The prospect of summer drivers crowding U.S. highways is powering steep gains in the price of gasoline, a sign of economic recovery and a boon for the pandemic-ravaged energy industry.
Lifted by oil’s recovery and growing consumer demand, gasoline prices at pumps in the U.S. hit an average of $2.88 a gallon over the past week, according to the AAA. That marks a 30% increase over this time last year, when the pandemic’s lockdowns slammed fuel usage.
Rising prices are an early season gift for fuel makers including Valero Energy Corp. and Phillips 66 after a bruising year, helping to make energy shares the top-performing sector this year in the S&P 500. A proxy for profit margins at refiners, calculated from the gap between gasoline and crude-oil futures, recently neared its highest level in three years at more than $24 a barrel.

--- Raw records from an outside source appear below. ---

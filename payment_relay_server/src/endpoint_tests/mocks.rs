use async_trait::async_trait;
use mockall::mock;
use payment_relay_engine::{
    db_types::{Job, PaymentTask, PaymentsSummary, QueuedJob, Receipt, RecordResult, SettledTransaction, TimeWindow},
    LedgerError,
    QueueError,
    TaskQueue,
    TransactionLedger,
};

mock! {
    pub Ledger {}
    #[async_trait]
    impl TransactionLedger for Ledger {
        async fn record(&self, transaction: &SettledTransaction) -> Result<RecordResult, LedgerError>;
        async fn summarize(&self, window: Option<TimeWindow>) -> Result<PaymentsSummary, LedgerError>;
    }
}

mock! {
    pub Queue {}
    #[async_trait]
    impl TaskQueue for Queue {
        async fn enqueue(&self, task: PaymentTask) -> Result<(), QueueError>;
        async fn dequeue(&self) -> Result<QueuedJob, QueueError>;
        async fn requeue_front(&self, receipt: Receipt, job: Job) -> Result<(), QueueError>;
        async fn acknowledge(&self, receipt: Receipt) -> Result<(), QueueError>;
        async fn pending(&self) -> Result<u64, QueueError>;
        async fn recover_in_flight(&self) -> Result<u64, QueueError>;
    }
}
use log::*;
use processor_client::PaymentOutcome;
use tokio_util::sync::CancellationToken;

use crate::{
    db_types::{Job, PaymentTask, ProcessorId, QueuedJob, Receipt, RecordResult, SettledTransaction},
    gateway::ProcessorGateway,
    workers::{WorkerConfig, WorkerContext},
    TaskQueue,
    TransactionLedger,
};

pub(crate) struct Worker<G, Q, L> {
    id: usize,
    config: WorkerConfig,
    context: WorkerContext<G, Q, L>,
    cancel: CancellationToken,
}

impl<G, Q, L> Worker<G, Q, L>
where
    G: ProcessorGateway,
    Q: TaskQueue,
    L: TransactionLedger,
{
    pub fn new(id: usize, config: WorkerConfig, context: WorkerContext<G, Q, L>, cancel: CancellationToken) -> Self {
        Self { id, config, context, cancel }
    }

    /// Claims and processes jobs until cancelled. Cancellation is only observed between jobs and while waiting for a
    /// processor to recover; a delivery that is already underway always runs to completion.
    pub async fn run(self) {
        debug!("👷️ Worker {} started", self.id);
        loop {
            let next = tokio::select! {
                biased;
                _ = self.cancel.cancelled() => break,
                next = self.context.queue.dequeue() => next,
            };
            match next {
                Ok(QueuedJob { receipt, job }) => {
                    trace!("👷️ Worker {} picked up {} job {receipt}", self.id, job.kind());
                    match job {
                        Job::Payment(task) => self.deliver(receipt, task).await,
                        Job::Settle { task, processor } => self.settle(receipt, task, processor).await,
                    }
                },
                Err(e) => {
                    error!("👷️ Worker {} could not read from the task queue. {e}", self.id);
                    self.backoff().await;
                },
            }
        }
        debug!("👷️ Worker {} stopped", self.id);
    }

    async fn deliver(&self, receipt: Receipt, task: PaymentTask) {
        for attempt in 1..=self.config.max_attempts {
            let Some(processor) = self.context.decision.choose(&self.cancel).await else {
                debug!("👷️ Worker {} is shutting down. Returning payment {} to the queue", self.id, task.correlation_id);
                self.requeue(receipt, Job::Payment(task)).await;
                return;
            };
            match self.context.processors.get(processor).submit_payment(&task).await {
                PaymentOutcome::Settled => {
                    debug!("👷️ Payment {} settled by the {processor} processor", task.correlation_id);
                    return self.settle(receipt, task, processor).await;
                },
                PaymentOutcome::Retryable(reason) => {
                    debug!(
                        "👷️ Attempt {attempt} to deliver payment {} to the {processor} processor failed. {reason}",
                        task.correlation_id
                    );
                    self.context.registry.set_failing_with_ttl(processor);
                },
                PaymentOutcome::Rejected { status, message } => {
                    warn!(
                        "👷️ The {processor} processor rejected payment {} with status {status}. The payment is \
                         dropped. {message}",
                        task.correlation_id
                    );
                    self.context.registry.set_failing_with_ttl(processor);
                    self.acknowledge(receipt).await;
                    return;
                },
            }
        }
        debug!(
            "👷️ Payment {} could not be delivered after {} attempts. Returning it to the head of the queue",
            task.correlation_id, self.config.max_attempts
        );
        self.requeue(receipt, Job::Payment(task)).await;
    }

    async fn settle(&self, receipt: Receipt, task: PaymentTask, processor: ProcessorId) {
        let transaction = SettledTransaction::new(&task, processor);
        match self.context.ledger.record(&transaction).await {
            Ok(RecordResult::Inserted) => {
                trace!("👷️ Recorded payment {} against the {processor} processor", task.correlation_id);
                self.acknowledge(receipt).await;
            },
            Ok(RecordResult::AlreadyRecorded) => {
                info!("👷️ Payment {} was delivered more than once. It is only counted once", task.correlation_id);
                self.acknowledge(receipt).await;
            },
            Err(e) => {
                error!("👷️ Could not record settled payment {}. Will try again. {e}", task.correlation_id);
                self.requeue(receipt, Job::Settle { task, processor }).await;
                self.backoff().await;
            },
        }
    }

    /// Returns the job to the head of the queue, retrying until the queue accepts it. Once the pool is shutting down
    /// a failed attempt leaves the slot claimed, and the pool recovers it after the workers have stopped.
    async fn requeue(&self, receipt: Receipt, job: Job) {
        loop {
            match self.context.queue.requeue_front(receipt, job.clone()).await {
                Ok(()) => return,
                Err(e) if self.cancel.is_cancelled() => {
                    warn!("👷️ Could not return job {receipt} to the queue during shutdown. {e}");
                    return;
                },
                Err(e) => {
                    error!("👷️ Could not return job {receipt} to the queue. Will try again. {e}");
                    self.backoff().await;
                },
            }
        }
    }

    async fn acknowledge(&self, receipt: Receipt) {
        if let Err(e) = self.context.queue.acknowledge(receipt).await {
            error!("👷️ Could not acknowledge job {receipt}. {e}");
        }
    }

    async fn backoff(&self) {
        tokio::select! {
            _ = self.cancel.cancelled() => {},
            _ = tokio::time::sleep(self.config.queue_backoff) => {},
        }
    }
}
use std::fmt::Display;

use chrono::{DateTime, SecondsFormat, Utc};
use relay_common::Cents;
use reqwest::StatusCode;
use serde::{Deserialize, Serialize, Serializer};

/// The body of `POST /payments` on a processor.
#[derive(Debug, Clone, PartialEq, Eq, Serialize)]
#[serde(rename_all = "camelCase")]
pub struct PaymentRequest {
    pub correlation_id: String,
    pub amount: Cents,
    #[serde(serialize_with = "rfc3339_millis")]
    pub requested_at: DateTime<Utc>,
}

fn rfc3339_millis<S: Serializer>(ts: &DateTime<Utc>, serializer: S) -> Result<S::Ok, S::Error> {
    serializer.serialize_str(&ts.to_rfc3339_opts(SecondsFormat::Millis, true))
}

/// The body of `GET /payments/service-health` on a processor.
#[derive(Debug, Clone, Copy, PartialEq, Eq, Serialize, Deserialize)]
#[serde(rename_all = "camelCase")]
pub struct ServiceHealth {
    pub failing: bool,
    /// The minimum response time of the payments endpoint, in milliseconds.
    pub min_response_time: u64,
}

/// How a processor answered a payment request.
#[derive(Debug, Clone, PartialEq, Eq)]
pub enum PaymentOutcome {
    /// The processor accepted the payment (2xx).
    Settled,
    /// A transient failure: 5xx, timeout or a transport error. Safe to try again, possibly on the other processor.
    Retryable(String),
    /// Any other response. The payment will never succeed on this processor as submitted.
    Rejected { status: u16, message: String },
}

impl PaymentOutcome {
    pub fn from_status(status: StatusCode, message: String) -> Self {
        if status.is_success() {
            Self::Settled
        } else if status.is_server_error() {
            Self::Retryable(format!("processor answered {status}. {message}"))
        } else {
            Self::Rejected { status: status.as_u16(), message }
        }
    }
}

impl Display for PaymentOutcome {
    fn fmt(&self, f: &mut std::fmt::Formatter<'_>) -> std::fmt::Result {
        match self {
            Self::Settled => write!(f, "settled"),
            Self::Retryable(reason) => write!(f, "retryable ({reason})"),
            Self::Rejected { status, message } => write!(f, "rejected ({status}: {message})"),
        }
    }
}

Some analysts see further gains ahead. Prices tend to climb closer to summer, when millions of Americans drive to vacation spots and petroleum refiners blend costlier fuel that won’t evaporate in the heat.
Booming gas prices join a recent rally in other commodities such as copper, as well as improving data on jobs and spending, as signals that the economy is gathering momentum. At the same time, elevated fuel prices are biting some consumers and businesses while adding to worries about rising inflation.